Décadas más tarde, cuando aún quedaban cicatrices del afrancesado porfiriato, México recibió a inmigrantes españoles que huían de la Guerra Civil. Que yo sepa, no hubo rencores de por medio. Al contrario, fueron bien recibidos y aportaron mucho a México. Comprendo que los descendientes de estos inmigrantes sientan nostalgia por el terruño ancestral, pero no regresaron en masa cuando pudieron hacerlo. ¿Se sienten españoles? Un poco en la memoria, en los hechos se sienten mexicanos. Hasta don Vicente Fox Quesada, “de cuyo nombre no quiero acordarme”, retoza feliz entre las tepocatas y las chachalacas de su rancho mexicano, aunque conserve orgulloso, ridícula pero muy legítimamente, los restos del ceceo hispano.
¿A qué viene entonces esa nueva radicalización racial contra los pueblos originarios, inducida, deliberada o imprudentemente, por sujetos como “Santi” Abascal, Aznar, y hasta el propio presidente López? ¿Con qué cara reclamamos a España por un dominio si hasta la independencia la peleamos entre nosotros mismos? Mi abuela, que no era bióloga ni genetista, sabía que cuando se trasplanta un vegetal, la nueva tierra lo modifica. Un oso de la sierra y un oso de zoológico, ambos son osos, pero no son iguales. El medio los determina y los transforma. Si transcurrieran miles de años esa diferencia se radicalizaría. Por eso, así tenga yo al menos un apellido de origen español, no soy español. Soy, indudablemente, mexicano, con un perfil norteño que también hay que considerar, pero tan mexicano como el más impoluto lacandón o yaqui.

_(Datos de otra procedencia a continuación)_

use serde_json::json;
use std::io::{BufRead, BufReader, Write};
use std::process::{Child, ChildStdin, ChildStdout, Command, Stdio};

fn spawn_sidecar() -> (Child, ChildStdin, BufReader<ChildStdout>) {
    let exe = env!("CARGO_BIN_EXE_roomschedd");
    let mut child = Command::new(exe)
        .stdin(Stdio::piped())
        .stdout(Stdio::piped())
        .stderr(Stdio::null())
        .spawn()
        .expect("spawn roomschedd");
    let stdin = child.stdin.take().expect("child stdin");
    let stdout = child.stdout.take().expect("child stdout");
    (child, stdin, BufReader::new(stdout))
}

fn request(
    stdin: &mut ChildStdin,
    reader: &mut BufReader<ChildStdout>,
    id: &str,
    method: &str,
    params: serde_json::Value,
) -> serde_json::Value {
    let payload = json!({
        "id": id,
        "method": method,
        "params": params,
    });
    writeln!(stdin, "{}", payload).expect("write request");
    stdin.flush().expect("flush request");

    let mut line = String::new();
    reader.read_line(&mut line).expect("read response line");
    assert!(!line.trim().is_empty(), "empty response for {}", method);
    let value: serde_json::Value = serde_json::from_str(line.trim()).expect("parse response json");
    assert_eq!(value.get("id").and_then(|v| v.as_str()), Some(id));
    value
}

fn request_ok(
    stdin: &mut ChildStdin,
    reader: &mut BufReader<ChildStdout>,
    id: &str,
    method: &str,
    params: serde_json::Value,
) -> serde_json::Value {
    let value = request(stdin, reader, id, method, params);
    assert!(
        value.get("ok").and_then(|v| v.as_bool()).unwrap_or(false),
        "{} failed: {}",
        method,
        value
    );
    value.get("result").cloned().unwrap_or_else(|| json!({}))
}

fn request_err(
    stdin: &mut ChildStdin,
    reader: &mut BufReader<ChildStdout>,
    id: &str,
    method: &str,
    params: serde_json::Value,
) -> String {
    let value = request(stdin, reader, id, method, params);
    assert_eq!(
        value.get("ok").and_then(|v| v.as_bool()),
        Some(false),
        "{} unexpectedly succeeded: {}",
        method,
        value
    );
    value
        .get("error")
        .and_then(|e| e.get("code"))
        .and_then(|v| v.as_str())
        .unwrap_or("unknown")
        .to_string()
}

fn catalog() -> serde_json::Value {
    json!({
        "rooms": [
            { "id": "A1", "name": "A1", "building": "A", "floor": 1, "capacity": 40 },
            { "id": "A2", "name": "A2", "building": "A", "floor": 1, "capacity": 30, "equipment": ["projector"] },
            { "id": "A3", "name": "A3", "building": "A", "floor": 2, "capacity": 30 },
            { "id": "B1", "name": "B1", "building": "B", "floor": 1, "status": "unavailable" },
            { "id": "B2", "name": "B2", "building": "B", "floor": 1 }
        ],
        "classes": [
            { "id": "X", "name": "Algorithms", "code": "INF-101", "degree": "Informatics", "generation": "2023", "shift": "morning" },
            { "id": "Y", "name": "Databases", "code": "INF-201", "degree": "Informatics", "generation": "2024", "shift": "evening" },
            { "id": "Z", "name": "Statics", "code": "CIV-101", "degree": "Civil", "generation": "2023", "shift": "morning" },
            { "id": "W", "name": "Hydraulics", "code": "CIV-201", "degree": "Civil", "generation": "2024", "shift": "morning" }
        ]
    })
}

fn cell(day: &str, slot: &str, room: &str) -> serde_json::Value {
    let (building, floor) = match room {
        "A1" | "A2" => ("A", 1),
        "A3" => ("A", 2),
        _ => ("B", 1),
    };
    json!({
        "day": day,
        "timeSlot": slot,
        "building": building,
        "floor": floor,
        "roomId": room
    })
}

fn mon(room: &str) -> serde_json::Value {
    cell("Mon", "07:00-10:00", room)
}

fn open_inline(stdin: &mut ChildStdin, reader: &mut BufReader<ChildStdout>) -> serde_json::Value {
    let mut params = catalog();
    params["schedule"] = json!({
        "assignments": [
            { "cell": mon("A1"), "classId": "X" },
            { "cell": mon("A2"), "classId": "Y" }
        ]
    });
    request_ok(stdin, reader, "open", "session.open", params)
}

fn class_at(
    stdin: &mut ChildStdin,
    reader: &mut BufReader<ChildStdout>,
    id: &str,
    at: serde_json::Value,
) -> serde_json::Value {
    request_ok(stdin, reader, id, "grid.cell", json!({ "cell": at }))["classId"].clone()
}

#[test]
fn move_into_empty_cell_and_into_unavailable_room() {
    let (mut child, mut stdin, mut reader) = spawn_sidecar();
    let opened = open_inline(&mut stdin, &mut reader);
    assert_eq!(opened["counts"]["assigned"], json!(2));
    assert_eq!(opened["counts"]["cells"], json!(100));
    assert_eq!(opened["dirty"], json!(false));

    let moved = request_ok(
        &mut stdin,
        &mut reader,
        "1",
        "grid.moveOrSwap",
        json!({ "origin": mon("A1"), "target": mon("A3") }),
    );
    assert_eq!(moved["outcome"], json!("moved"));
    assert_eq!(class_at(&mut stdin, &mut reader, "2", mon("A1")), json!(null));
    assert_eq!(class_at(&mut stdin, &mut reader, "3", mon("A3")), json!("X"));

    let code = request_err(
        &mut stdin,
        &mut reader,
        "4",
        "grid.moveOrSwap",
        json!({ "origin": mon("A3"), "target": mon("B1") }),
    );
    assert_eq!(code, "unavailable_room");
    assert_eq!(class_at(&mut stdin, &mut reader, "5", mon("A3")), json!("X"));

    let same = request_ok(
        &mut stdin,
        &mut reader,
        "6",
        "grid.moveOrSwap",
        json!({ "origin": mon("A3"), "target": mon("A3") }),
    );
    assert_eq!(same["outcome"], json!("unchanged"));

    let state = request_ok(&mut stdin, &mut reader, "7", "session.state", json!({}));
    assert_eq!(state["dirty"], json!(true));
    assert_eq!(state["revision"], json!(1));

    drop(stdin);
    let _ = child.wait();
}

#[test]
fn swap_requires_confirmation_and_cancel_keeps_grid() {
    let (mut child, mut stdin, mut reader) = spawn_sidecar();
    open_inline(&mut stdin, &mut reader);

    let proposed = request_ok(
        &mut stdin,
        &mut reader,
        "1",
        "grid.moveOrSwap",
        json!({ "origin": mon("A1"), "target": mon("A2") }),
    );
    assert_eq!(proposed["outcome"], json!("swapProposed"));
    assert_eq!(proposed["proposal"]["from"]["classId"], json!("X"));
    assert_eq!(proposed["proposal"]["to"]["classId"], json!("Y"));
    // Nothing moves until confirmed.
    assert_eq!(class_at(&mut stdin, &mut reader, "2", mon("A1")), json!("X"));

    let code = request_err(
        &mut stdin,
        &mut reader,
        "3",
        "grid.placeNew",
        json!({ "classId": "Z", "cell": mon("B2") }),
    );
    assert_eq!(code, "swap_pending");

    let cancelled = request_ok(&mut stdin, &mut reader, "4", "swap.cancel", json!({}));
    assert_eq!(cancelled["cancelled"]["from"]["classId"], json!("X"));
    assert_eq!(class_at(&mut stdin, &mut reader, "5", mon("A1")), json!("X"));
    assert_eq!(class_at(&mut stdin, &mut reader, "6", mon("A2")), json!("Y"));
    let swap = request_ok(&mut stdin, &mut reader, "7", "swap.get", json!({}));
    assert_eq!(swap["open"], json!(false));

    let code = request_err(&mut stdin, &mut reader, "8", "swap.cancel", json!({}));
    assert_eq!(code, "no_proposal");

    drop(stdin);
    let _ = child.wait();
}

#[test]
fn confirm_swaps_both_cells_and_checks_proposal_id() {
    let (mut child, mut stdin, mut reader) = spawn_sidecar();
    open_inline(&mut stdin, &mut reader);

    let proposed = request_ok(
        &mut stdin,
        &mut reader,
        "1",
        "grid.moveOrSwap",
        json!({ "origin": mon("A1"), "target": mon("A2") }),
    );
    let proposal_id = proposed["proposal"]["proposalId"]
        .as_str()
        .expect("proposalId")
        .to_string();

    let code = request_err(
        &mut stdin,
        &mut reader,
        "2",
        "swap.confirm",
        json!({ "proposalId": "00000000-0000-4000-8000-000000000000" }),
    );
    assert_eq!(code, "stale_proposal");
    let swap = request_ok(&mut stdin, &mut reader, "3", "swap.get", json!({}));
    assert_eq!(swap["open"], json!(true));

    let confirmed = request_ok(
        &mut stdin,
        &mut reader,
        "4",
        "swap.confirm",
        json!({ "proposalId": proposal_id }),
    );
    assert_eq!(confirmed["revision"], json!(1));
    assert_eq!(class_at(&mut stdin, &mut reader, "5", mon("A1")), json!("Y"));
    assert_eq!(class_at(&mut stdin, &mut reader, "6", mon("A2")), json!("X"));

    let snapshot = request_ok(&mut stdin, &mut reader, "7", "schedule.snapshot", json!({}));
    assert_eq!(snapshot["assignments"].as_array().map(|a| a.len()), Some(2));

    drop(stdin);
    let _ = child.wait();
}

#[test]
fn place_new_rules_and_can_place_predicate() {
    let (mut child, mut stdin, mut reader) = spawn_sidecar();
    open_inline(&mut stdin, &mut reader);

    let check = |stdin: &mut ChildStdin,
                 reader: &mut BufReader<ChildStdout>,
                 id: &str,
                 params: serde_json::Value| {
        request_ok(stdin, reader, id, "grid.canPlace", params)
    };

    let free = check(&mut stdin, &mut reader, "1", json!({ "cell": mon("B2"), "classId": "Z" }));
    assert_eq!(free["canPlace"], json!(true));
    let occupied = check(&mut stdin, &mut reader, "2", json!({ "cell": mon("A1"), "classId": "Z" }));
    assert_eq!(occupied["reason"], json!("cell_occupied"));
    let closed = check(&mut stdin, &mut reader, "3", json!({ "cell": mon("B1"), "classId": "Z" }));
    assert_eq!(closed["reason"], json!("unavailable_room"));
    let placed = check(&mut stdin, &mut reader, "4", json!({ "cell": mon("B2"), "classId": "X" }));
    assert_eq!(placed["reason"], json!("already_placed"));
    let from_cell = check(
        &mut stdin,
        &mut reader,
        "5",
        json!({ "cell": mon("A2"), "origin": mon("A1") }),
    );
    assert_eq!(from_cell["canPlace"], json!(true));

    let code = request_err(
        &mut stdin,
        &mut reader,
        "6",
        "grid.placeNew",
        json!({ "classId": "Z", "cell": mon("A1") }),
    );
    assert_eq!(code, "cell_occupied");
    let code = request_err(
        &mut stdin,
        &mut reader,
        "7",
        "grid.placeNew",
        json!({ "classId": "Z", "cell": cell("Sun", "07:00-10:00", "A1") }),
    );
    assert_eq!(code, "unknown_cell");
    let code = request_err(
        &mut stdin,
        &mut reader,
        "8",
        "grid.placeNew",
        json!({ "classId": "Z", "cell": { "day": "Mon", "timeSlot": "07:00-10:00", "building": "B", "floor": 1, "roomId": "A1" } }),
    );
    assert_eq!(code, "unknown_cell");

    request_ok(
        &mut stdin,
        &mut reader,
        "9",
        "grid.placeNew",
        json!({ "classId": "Z", "cell": cell("Tue", "13:00-16:00", "B2") }),
    );
    let pool = request_ok(&mut stdin, &mut reader, "10", "grid.unassigned", json!({}));
    let ids: Vec<&str> = pool["classes"]
        .as_array()
        .expect("classes")
        .iter()
        .filter_map(|c| c["id"].as_str())
        .collect();
    assert_eq!(ids, vec!["W"]);

    let removed = request_ok(
        &mut stdin,
        &mut reader,
        "11",
        "grid.unassign",
        json!({ "cell": mon("A1") }),
    );
    assert_eq!(removed["classId"], json!("X"));

    drop(stdin);
    let _ = child.wait();
}

#[test]
fn invalid_inline_schedule_is_rejected() {
    let (mut child, mut stdin, mut reader) = spawn_sidecar();
    let mut params = catalog();
    params["schedule"] = json!({
        "assignments": [
            { "cell": mon("A1"), "classId": "X" },
            { "cell": mon("A2"), "classId": "X" }
        ]
    });
    let code = request_err(&mut stdin, &mut reader, "1", "session.open", params);
    assert_eq!(code, "bad_snapshot");

    let mut params = catalog();
    params["schedule"] = json!({ "assignments": [ { "cell": mon("B1"), "classId": "X" } ] });
    let code = request_err(&mut stdin, &mut reader, "2", "session.open", params);
    assert_eq!(code, "bad_snapshot");

    drop(stdin);
    let _ = child.wait();
}
pub mod catalog;
pub mod core;
pub mod drag;
pub mod grid;
pub mod schedule;
pub mod session;
pub mod setup;
pub mod swap;
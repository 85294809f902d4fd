use crate::catalog::ClassId;
use crate::grid::CellKey;
use crate::placement::{PlacementEngine, PlacementError};
use thiserror::Error;
use tracing::info;
use uuid::Uuid;

#[derive(Debug, Clone, PartialEq, Eq)]
pub struct SwapSide {
    pub key: CellKey,
    pub class: ClassId,
}

/// Two occupied cells whose classes would be exchanged on confirmation.
#[derive(Debug, Clone, PartialEq, Eq)]
pub struct SwapProposal {
    id: Uuid,
    pub from: SwapSide,
    pub to: SwapSide,
}

impl SwapProposal {
    pub fn new(from: SwapSide, to: SwapSide) -> Self {
        Self {
            id: Uuid::new_v4(),
            from,
            to,
        }
    }

    pub fn id(&self) -> Uuid {
        self.id
    }
}

#[derive(Debug, Clone, Default, PartialEq, Eq)]
pub enum WorkflowState {
    #[default]
    Closed,
    Proposed(SwapProposal),
}

#[derive(Debug, Clone, PartialEq, Eq, Error)]
pub enum SwapError {
    #[error("a swap proposal is already open")]
    AlreadyOpen,
    #[error("no swap proposal is open")]
    NotOpen,
    #[error("proposal {got} is not the open proposal {open}")]
    StaleProposal { open: Uuid, got: Uuid },
    #[error(transparent)]
    Rejected(#[from] PlacementError),
}

impl SwapError {
    pub fn code(&self) -> &'static str {
        match self {
            Self::AlreadyOpen => "swap_pending",
            Self::NotOpen => "no_proposal",
            Self::StaleProposal { .. } => "stale_proposal",
            Self::Rejected(e) => e.code(),
        }
    }
}

/// Confirmation gate in front of destructive swaps. At most one proposal is
/// open at a time; `confirm` and `cancel` are the only ways back to `Closed`.
#[derive(Debug, Default)]
pub struct SwapWorkflow {
    state: WorkflowState,
}

impl SwapWorkflow {
    pub fn state(&self) -> &WorkflowState {
        &self.state
    }

    pub fn pending(&self) -> Option<&SwapProposal> {
        match &self.state {
            WorkflowState::Proposed(p) => Some(p),
            WorkflowState::Closed => None,
        }
    }

    pub fn is_open(&self) -> bool {
        matches!(self.state, WorkflowState::Proposed(_))
    }

    pub fn propose(&mut self, proposal: SwapProposal) -> Result<&SwapProposal, SwapError> {
        if self.is_open() {
            return Err(SwapError::AlreadyOpen);
        }
        info!(proposal = %proposal.id(), "swap awaiting confirmation");
        self.state = WorkflowState::Proposed(proposal);
        self.pending().ok_or(SwapError::NotOpen)
    }

    /// Commits the open proposal. The workflow closes whether the commit
    /// succeeds or is rejected; a mismatched `expected` id leaves it open.
    pub fn confirm(
        &mut self,
        engine: &mut PlacementEngine,
        expected: Option<Uuid>,
    ) -> Result<SwapProposal, SwapError> {
        let open = self.pending().ok_or(SwapError::NotOpen)?.id();
        if let Some(got) = expected {
            if got != open {
                return Err(SwapError::StaleProposal { open, got });
            }
        }

        let WorkflowState::Proposed(proposal) = std::mem::take(&mut self.state) else {
            return Err(SwapError::NotOpen);
        };
        engine.commit_swap(&proposal)?;
        Ok(proposal)
    }

    pub fn cancel(&mut self) -> Result<SwapProposal, SwapError> {
        match std::mem::take(&mut self.state) {
            WorkflowState::Proposed(p) => {
                info!(proposal = %p.id(), "swap cancelled");
                Ok(p)
            }
            WorkflowState::Closed => Err(SwapError::NotOpen),
        }
    }

    pub(crate) fn clear(&mut self) {
        self.state = WorkflowState::Closed;
    }
}

#[cfg(test)]
mod tests {
    use super::*;
    use crate::catalog::{RoomId, RoomStatus};
    use crate::grid::GridStore;
    use crate::partition::TimePartition;
    use crate::placement::MoveOutcome;
    use crate::test_fixtures::{class_id, sample_catalog};

    fn proposed() -> (PlacementEngine, SwapWorkflow, CellKey, CellKey) {
        let mut e =
            PlacementEngine::new(GridStore::new(sample_catalog(), TimePartition::default()));
        let a1 = e
            .grid()
            .key_for("Mon", "07:00-10:00", &RoomId::from("A1"))
            .unwrap();
        let a2 = e
            .grid()
            .key_for("Mon", "07:00-10:00", &RoomId::from("A2"))
            .unwrap();
        e.place_new(&class_id("X"), a1).unwrap();
        e.place_new(&class_id("Y"), a2).unwrap();

        let mut wf = SwapWorkflow::default();
        let MoveOutcome::SwapProposed(p) = e.move_or_swap(a1, a2).unwrap() else {
            panic!("expected a swap proposal");
        };
        wf.propose(p).unwrap();
        (e, wf, a1, a2)
    }

    #[test]
    fn confirm_applies_both_writes_and_closes() {
        let (mut e, mut wf, a1, a2) = proposed();
        assert_eq!(e.grid().get_cell(a1).class, Some(&class_id("X")));

        let p = wf.confirm(&mut e, None).unwrap();
        assert_eq!(p.from.key, a1);
        assert_eq!(e.grid().get_cell(a1).class, Some(&class_id("Y")));
        assert_eq!(e.grid().get_cell(a2).class, Some(&class_id("X")));
        assert_eq!(wf.state(), &WorkflowState::Closed);
    }

    #[test]
    fn cancel_leaves_grid_untouched() {
        let (e, mut wf, a1, a2) = proposed();
        let before = e.grid().snapshot();
        wf.cancel().unwrap();
        assert!(!wf.is_open());
        assert_eq!(e.grid().snapshot(), before);
        assert_eq!(e.grid().get_cell(a1).class, Some(&class_id("X")));
        assert_eq!(e.grid().get_cell(a2).class, Some(&class_id("Y")));
    }

    #[test]
    fn only_one_proposal_at_a_time() {
        let (_, mut wf, _, _) = proposed();
        let other = wf.pending().cloned().unwrap();
        assert_eq!(wf.propose(other), Err(SwapError::AlreadyOpen));
    }

    #[test]
    fn confirming_or_cancelling_when_closed_is_an_error() {
        let (mut e, mut wf, _, _) = proposed();
        wf.cancel().unwrap();
        assert_eq!(wf.cancel(), Err(SwapError::NotOpen));
        assert_eq!(wf.confirm(&mut e, None), Err(SwapError::NotOpen));
    }

    #[test]
    fn stale_proposal_id_keeps_workflow_open() {
        let (mut e, mut wf, _, _) = proposed();
        let err = wf.confirm(&mut e, Some(Uuid::new_v4())).unwrap_err();
        assert_eq!(err.code(), "stale_proposal");
        assert!(wf.is_open());
    }

    #[test]
    fn rejected_confirm_fails_closed() {
        let (mut e, mut wf, a1, a2) = proposed();
        e.set_room_status(&RoomId::from("A2"), RoomStatus::Unavailable)
            .unwrap();

        let err = wf.confirm(&mut e, None).unwrap_err();
        assert_eq!(err.code(), "swap_rejected");
        assert!(!wf.is_open());
        assert_eq!(e.grid().get_cell(a1).class, Some(&class_id("X")));
        assert!(e.grid().get_cell(a2).is_empty());
    }
}
use crate::catalog::ClassId;
use crate::grid::CellKey;
use crate::placement::{CellState, DragSource, MoveOutcome, PlacementEngine, PlacementError};
use crate::swap::SwapProposal;
use thiserror::Error;
use tracing::debug;

/// `dataTransfer.dropEffect` reported with the drag end event.
#[derive(Debug, Clone, Copy, PartialEq, Eq)]
pub enum DropEffect {
    None,
    Move,
    Copy,
    Link,
}

impl DropEffect {
    pub fn parse(s: &str) -> Option<Self> {
        match s {
            "none" => Some(Self::None),
            "move" => Some(Self::Move),
            "copy" => Some(Self::Copy),
            "link" => Some(Self::Link),
            _ => None,
        }
    }
}

#[derive(Debug, Clone, PartialEq, Eq)]
pub struct Hover {
    pub key: CellKey,
    pub state: CellState,
    /// Set when a drop here would be rejected; drives the warning border.
    pub warning: bool,
}

#[derive(Debug, Clone, Default, PartialEq, Eq)]
pub enum DragState {
    #[default]
    Idle,
    Dragging {
        source: DragSource,
        hover: Option<Hover>,
    },
}

impl DragState {
    pub fn phase(&self) -> &'static str {
        match self {
            Self::Idle => "idle",
            Self::Dragging { hover: None, .. } => "dragging",
            Self::Dragging {
                hover: Some(h), ..
            } if h.warning => "hoveringInvalid",
            Self::Dragging { .. } => "hoveringValid",
        }
    }
}

#[derive(Debug, Clone, PartialEq, Eq)]
pub enum DropOutcome {
    Placed { class: ClassId, target: CellKey },
    Moved {
        class: ClassId,
        from: CellKey,
        to: CellKey,
    },
    Unchanged,
    SwapProposed(SwapProposal),
}

#[derive(Debug, Clone, PartialEq, Eq)]
pub enum DragEnd {
    /// The drop already finished the session.
    Idle,
    Cancelled,
    Unassigned { class: ClassId, from: CellKey },
}

#[derive(Debug, Clone, PartialEq, Eq, Error)]
pub enum DragError {
    #[error("a drag is already in progress")]
    AlreadyDragging,
    #[error("no drag in progress")]
    NotDragging,
    #[error(transparent)]
    Placement(#[from] PlacementError),
}

impl DragError {
    pub fn code(&self) -> &'static str {
        match self {
            Self::AlreadyDragging => "drag_in_progress",
            Self::NotDragging => "not_dragging",
            Self::Placement(e) => e.code(),
        }
    }
}

/// Turns drag events into engine calls and keeps the hover highlight.
#[derive(Debug, Default)]
pub struct DragController {
    state: DragState,
}

impl DragController {
    pub fn state(&self) -> &DragState {
        &self.state
    }

    pub fn is_dragging(&self) -> bool {
        matches!(self.state, DragState::Dragging { .. })
    }

    pub fn start_from_pool(
        &mut self,
        engine: &PlacementEngine,
        class: ClassId,
    ) -> Result<(), DragError> {
        if self.is_dragging() {
            return Err(DragError::AlreadyDragging);
        }
        if !engine.grid().catalog().contains_class(&class) {
            return Err(PlacementError::UnknownClass(class).into());
        }
        if engine.grid().find_cell_of_class(&class).is_some() {
            return Err(PlacementError::AlreadyPlaced(class).into());
        }
        debug!(class = %class, "drag started from pool");
        self.state = DragState::Dragging {
            source: DragSource::Pool(class),
            hover: None,
        };
        Ok(())
    }

    pub fn start_from_cell(
        &mut self,
        engine: &PlacementEngine,
        origin: CellKey,
    ) -> Result<(), DragError> {
        if self.is_dragging() {
            return Err(DragError::AlreadyDragging);
        }
        let class = engine
            .grid()
            .get_cell(origin)
            .class
            .cloned()
            .ok_or(PlacementError::EmptyOrigin)?;
        debug!(class = %class, room = %engine.grid().room(origin).id, "drag started from cell");
        self.state = DragState::Dragging {
            source: DragSource::Cell { origin, class },
            hover: None,
        };
        Ok(())
    }

    pub fn enter(&mut self, engine: &PlacementEngine, key: CellKey) -> Result<Hover, DragError> {
        let DragState::Dragging { source, hover } = &mut self.state else {
            return Err(DragError::NotDragging);
        };
        let next = Hover {
            key,
            state: engine.classify(key),
            warning: !engine.can_place(key, source),
        };
        *hover = Some(next.clone());
        Ok(next)
    }

    pub fn leave(&mut self) {
        if let DragState::Dragging { hover, .. } = &mut self.state {
            *hover = None;
        }
    }

    /// Hands the drop to the engine. Transient state is cleared whatever the
    /// outcome.
    pub fn drop(
        &mut self,
        engine: &mut PlacementEngine,
        target: CellKey,
    ) -> Result<DropOutcome, DragError> {
        let DragState::Dragging { source, .. } = std::mem::take(&mut self.state) else {
            return Err(DragError::NotDragging);
        };
        match source {
            DragSource::Pool(class) => {
                engine.place_new(&class, target)?;
                Ok(DropOutcome::Placed { class, target })
            }
            DragSource::Cell { origin, class } => match engine.move_or_swap(origin, target)? {
                MoveOutcome::Unchanged => Ok(DropOutcome::Unchanged),
                MoveOutcome::Moved { .. } => Ok(DropOutcome::Moved {
                    class,
                    from: origin,
                    to: target,
                }),
                MoveOutcome::SwapProposed(p) => Ok(DropOutcome::SwapProposed(p)),
            },
        }
    }

    /// Drag end. With `unassign_on_drag_out`, a placed class released outside
    /// every drop target (`DropEffect::None`) leaves the grid.
    pub fn end(
        &mut self,
        engine: &mut PlacementEngine,
        effect: DropEffect,
        unassign_on_drag_out: bool,
    ) -> DragEnd {
        let DragState::Dragging { source, .. } = std::mem::take(&mut self.state) else {
            return DragEnd::Idle;
        };
        match source {
            DragSource::Cell { origin, class }
                if effect == DropEffect::None && unassign_on_drag_out =>
            {
                if engine.grid().get_cell(origin).class != Some(&class) {
                    return DragEnd::Cancelled;
                }
                engine.unassign(origin);
                DragEnd::Unassigned {
                    class,
                    from: origin,
                }
            }
            _ => DragEnd::Cancelled,
        }
    }

    pub(crate) fn reset(&mut self) {
        self.state = DragState::Idle;
    }
}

Si queremos resucitar las teorías raciales, es mejor que no volteemos a ver a España. No tiene nada qué enseñarlos. Lo racialmente más puro que tenemos son los pueblos originarios que, con sus propias diferencias, eran mexicanos antes que Colón se tropezara con una islita en el Caribe. Dijo bien el sublime racista de José Vasconcelos, “Por mi raza hablará el espíritu”. Sólo que no hay consanguinidad en el espíritu sino afinidad, y al desdeñar el mestizaje para asumirse iberdrolos o choznos o bichoznos del Marqués del Valle de Oaxaca, la “raza cósmica” termina siendo “raza cómica”.
Y aquí nos tienen, metidos en un brete racial grotesco, paleros de “ultras” extranjeros y de nacionalistas erráticos nacionales. ¿Raza? Sí, hay una raza mexicana. Y sin ser científicos la definieron mejor don Lalo González y don Jeremías Becerra. Sólo que la tendencia parece ser el resucitar una estructura social virreinal, con peninsulares impostados, criollos advenedizos, mestizos “aspiracionistas”, y todos los demás, la mayoría, nosotros, la chusma, es decir, la raza. No la raza pura, sino la pura raza.